─── Data for this task

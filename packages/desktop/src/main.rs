use dioxus::prelude::*;

fn main() {
    dioxus::launch(App);
}

/// Desktop build. Rules are read from `devils_voice.toml` in the platform
/// config directory when present.
#[component]
fn App() -> Element {
    rsx! {
        document::Title { "DEVIL'S VOICE" }
        document::Link { rel: "stylesheet", href: ui::MAIN_CSS }

        ui::AppProvider {
            ui::AppShell {}
        }
    }
}
//! Running camera tool processes.

use crate::error::{CameraError, Result};
use crate::options::CameraCommand;
use crate::process::exit_code;
use std::fmt::Debug;
use std::io;
use std::process::{Child, Command, ExitStatus, Stdio};
use sysinfo::{Pid, ProcessesToUpdate, Signal, System};
use tracing::{debug, warn};

/// Result of a process that ran to completion.
#[derive(Debug, Clone, Default, PartialEq, Eq)]
pub struct CommandOutput {
    pub exit_code: i32,
    pub stdout: String,
    pub stderr: String,
}

impl CommandOutput {
    pub fn success(&self) -> bool {
        self.exit_code == exit_code::SUCCESS
    }
}

/// Executes camera commands.
pub trait CommandRunner: Debug {
    /// Run to completion, capturing output. A non-zero exit is not an error here.
    fn run(&mut self, command: &CameraCommand) -> Result<CommandOutput>;

    /// Start the command and return without waiting for it.
    fn spawn(&mut self, command: &CameraCommand) -> Result<Box<dyn ProcessHandle>>;
}

/// A background process started by [`CommandRunner::spawn`].
pub trait ProcessHandle: Debug {
    fn id(&self) -> u32;

    /// Non-blocking check whether the process is still in the process table.
    fn is_running(&mut self) -> bool;

    /// Ask the process to exit (SIGTERM).
    fn terminate(&mut self) -> Result<()>;

    /// Kill the process unconditionally (SIGKILL).
    fn kill(&mut self) -> Result<()>;
}

/// Runs commands with `std::process`.
#[derive(Debug, Clone, Copy, Default)]
pub struct ExecRunner;

impl ExecRunner {
    pub fn new() -> Self {
        Self
    }
}

impl CommandRunner for ExecRunner {
    fn run(&mut self, command: &CameraCommand) -> Result<CommandOutput> {
        debug!("Running {}", command);

        let output = match Command::new(command.program())
            .args(command.args())
            .stdin(Stdio::null())
            .output()
        {
            Ok(output) => output,
            // Report launch failures the way a shell would
            Err(e) if e.kind() == io::ErrorKind::NotFound => {
                return Ok(launch_failure(exit_code::COMMAND_NOT_FOUND, &e));
            }
            Err(e) if e.kind() == io::ErrorKind::PermissionDenied => {
                return Ok(launch_failure(exit_code::CANNOT_EXECUTE, &e));
            }
            Err(e) => return Err(e.into()),
        };

        Ok(CommandOutput {
            exit_code: status_code(output.status),
            stdout: String::from_utf8_lossy(&output.stdout).into_owned(),
            stderr: String::from_utf8_lossy(&output.stderr).into_owned(),
        })
    }

    fn spawn(&mut self, command: &CameraCommand) -> Result<Box<dyn ProcessHandle>> {
        debug!("Spawning {}", command);

        let child = Command::new(command.program())
            .args(command.args())
            .stdin(Stdio::null())
            .spawn()?;

        Ok(Box::new(ChildProcess { child }))
    }
}

fn launch_failure(code: i32, err: &io::Error) -> CommandOutput {
    CommandOutput {
        exit_code: code,
        stdout: String::new(),
        stderr: err.to_string(),
    }
}

#[cfg(unix)]
fn status_code(status: ExitStatus) -> i32 {
    use std::os::unix::process::ExitStatusExt;

    status
        .code()
        .or_else(|| status.signal().map(|signal| exit_code::INVALID_EXIT_ARGUMENT + signal))
        .unwrap_or(exit_code::GENERAL_ERROR)
}

#[cfg(not(unix))]
fn status_code(status: ExitStatus) -> i32 {
    status.code().unwrap_or(exit_code::GENERAL_ERROR)
}

/// A child process spawned by [`ExecRunner`].
#[derive(Debug)]
pub struct ChildProcess {
    child: Child,
}

impl ProcessHandle for ChildProcess {
    fn id(&self) -> u32 {
        self.child.id()
    }

    fn is_running(&mut self) -> bool {
        // try_wait also reaps the child, so an exited process leaves the table
        match self.child.try_wait() {
            Ok(None) => true,
            Ok(Some(_)) => false,
            Err(e) => {
                warn!("Failed to poll process {}: {}", self.child.id(), e);
                false
            }
        }
    }

    fn terminate(&mut self) -> Result<()> {
        let pid = Pid::from_u32(self.child.id());
        let mut system = System::new();
        system.refresh_processes(ProcessesToUpdate::Some(&[pid]));

        let Some(process) = system.process(pid) else {
            // Already gone
            return Ok(());
        };

        match process.kill_with(Signal::Term) {
            Some(true) => Ok(()),
            Some(false) => Err(CameraError::Io(io::Error::new(
                io::ErrorKind::Other,
                format!("failed to send SIGTERM to process {pid}"),
            ))),
            None => Err(CameraError::Io(io::Error::new(
                io::ErrorKind::Unsupported,
                "SIGTERM is not supported on this platform",
            ))),
        }
    }

    fn kill(&mut self) -> Result<()> {
        self.child.kill()?;
        Ok(())
    }
}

──────

§ **About this task**: Recreate the listing word for word, omitting nothing.

§ **Output below**:
filename packages/desktop/src/main.rs
use dioxus::prelude::*;

fn main() {
    dioxus::launch(App);
}

/// Desktop build. Rules are read from `devils_voice.toml` in the platform
/// config directory when present.
#[component]
fn App() -> Element {
    rsx! {
        document::Title { "DEVIL'S VOICE" }
        document::Link { rel: "stylesheet", href: ui::MAIN_CSS }

        ui::AppProvider {
            ui::AppShell {}
        }
    }
}
//! Running camera tool processes.

use crate::error::{CameraError, Result};
use crate::options::CameraCommand;
use crate::process::exit_code;
use std::fmt::Debug;
use std::io;
use std::process::{Child, Command, ExitStatus, Stdio};
use sysinfo::{Pid, ProcessesToUpdate, Signal, System};
use tracing::{debug, warn};

/// Result of a process that ran to completion.
#[derive(Debug, Clone, Default, PartialEq, Eq)]
pub struct CommandOutput {
    pub exit_code: i32,
    pub stdout: String,
    pub stderr: String,
}

impl CommandOutput {
    pub fn success(&self) -> bool {
        self.exit_code == exit_code::SUCCESS
    }
}

/// Executes camera commands.
pub trait CommandRunner: Debug {
    /// Run to completion, capturing output. A non-zero exit is not an error here.
    fn run(&mut self, command: &CameraCommand) -> Result<CommandOutput>;

    /// Start the command and return without waiting for it.
    fn spawn(&mut self, command: &CameraCommand) -> Result<Box<dyn ProcessHandle>>;
}

/// A background process started by [`CommandRunner::spawn`].
pub trait ProcessHandle: Debug {
    fn id(&self) -> u32;

    /// Non-blocking check whether the process is still in the process table.
    fn is_running(&mut self) -> bool;

    /// Ask the process to exit (SIGTERM).
    fn terminate(&mut self) -> Result<()>;

    /// Kill the process unconditionally (SIGKILL).
    fn kill(&mut self) -> Result<()>;
}

/// Runs commands with `std::process`.
#[derive(Debug, Clone, Copy, Default)]
pub struct ExecRunner;

impl ExecRunner {
    pub fn new() -> Self {
        Self
    }
}

impl CommandRunner for ExecRunner {
    fn run(&mut self, command: &CameraCommand) -> Result<CommandOutput> {
        debug!("Running {}", command);

        let output = match Command::new(command.program())
            .args(command.args())
            .stdin(Stdio::null())
            .output()
        {
            Ok(output) => output,
            // Report launch failures the way a shell would
            Err(e) if e.kind() == io::ErrorKind::NotFound => {
                return Ok(launch_failure(exit_code::COMMAND_NOT_FOUND, &e));
            }
            Err(e) if e.kind() == io::ErrorKind::PermissionDenied => {
                return Ok(launch_failure(exit_code::CANNOT_EXECUTE, &e));
            }
            Err(e) => return Err(e.into()),
        };

        Ok(CommandOutput {
            exit_code: status_code(output.status),
            stdout: String::from_utf8_lossy(&output.stdout).into_owned(),
            stderr: String::from_utf8_lossy(&output.stderr).into_owned(),
        })
    }

    fn spawn(&mut self, command: &CameraCommand) -> Result<Box<dyn ProcessHandle>> {
        debug!("Spawning {}", command);

        let child = Command::new(command.program())
            .args(command.args())
            .stdin(Stdio::null())
            .spawn()?;

        Ok(Box::new(ChildProcess { child }))
    }
}

fn launch_failure(code: i32, err: &io::Error) -> CommandOutput {
    CommandOutput {
        exit_code: code,
        stdout: String::new(),
        stderr: err.to_string(),
    }
}

#[cfg(unix)]
fn status_code(status: ExitStatus) -> i32 {
    use std::os::unix::process::ExitStatusExt;

    status
        .code()
        .or_else(|| status.signal().map(|signal| exit_code::INVALID_EXIT_ARGUMENT + signal))
        .unwrap_or(exit_code::GENERAL_ERROR)
}

#[cfg(not(unix))]
fn status_code(status: ExitStatus) -> i32 {
    status.code().unwrap_or(exit_code::GENERAL_ERROR)
}

/// A child process spawned by [`ExecRunner`].
#[derive(Debug)]
pub struct ChildProcess {
    child: Child,
}

impl ProcessHandle for ChildProcess {
    fn id(&self) -> u32 {
        self.child.id()
    }

    fn is_running(&mut self) -> bool {
        // try_wait also reaps the child, so an exited process leaves the table
        match self.child.try_wait() {
            Ok(None) => true,
            Ok(Some(_)) => false,
            Err(e) => {
                warn!("Failed to poll process {}: {}", self.child.id(), e);
                false
            }
        }
    }

    fn terminate(&mut self) -> Result<()> {
        let pid = Pid::from_u32(self.child.id());
        let mut system = System::new();
        system.refresh_processes(ProcessesToUpdate::Some(&[pid]));

        let Some(process) = system.process(pid) else {
            // Already gone
            return Ok(());
        };

        match process.kill_with(Signal::Term) {
            Some(true) => Ok(()),
            Some(false) => Err(CameraError::Io(io::Error::new(
                io::ErrorKind::Other,
                format!("failed to send SIGTERM to process {pid}"),
            ))),
            None => Err(CameraError::Io(io::Error::new(
                io::ErrorKind::Unsupported,
                "SIGTERM is not supported on this platform",
            ))),
        }
    }

    fn kill(&mut self) -> Result<()> {
        self.child.kill()?;
        Ok(())
    }
}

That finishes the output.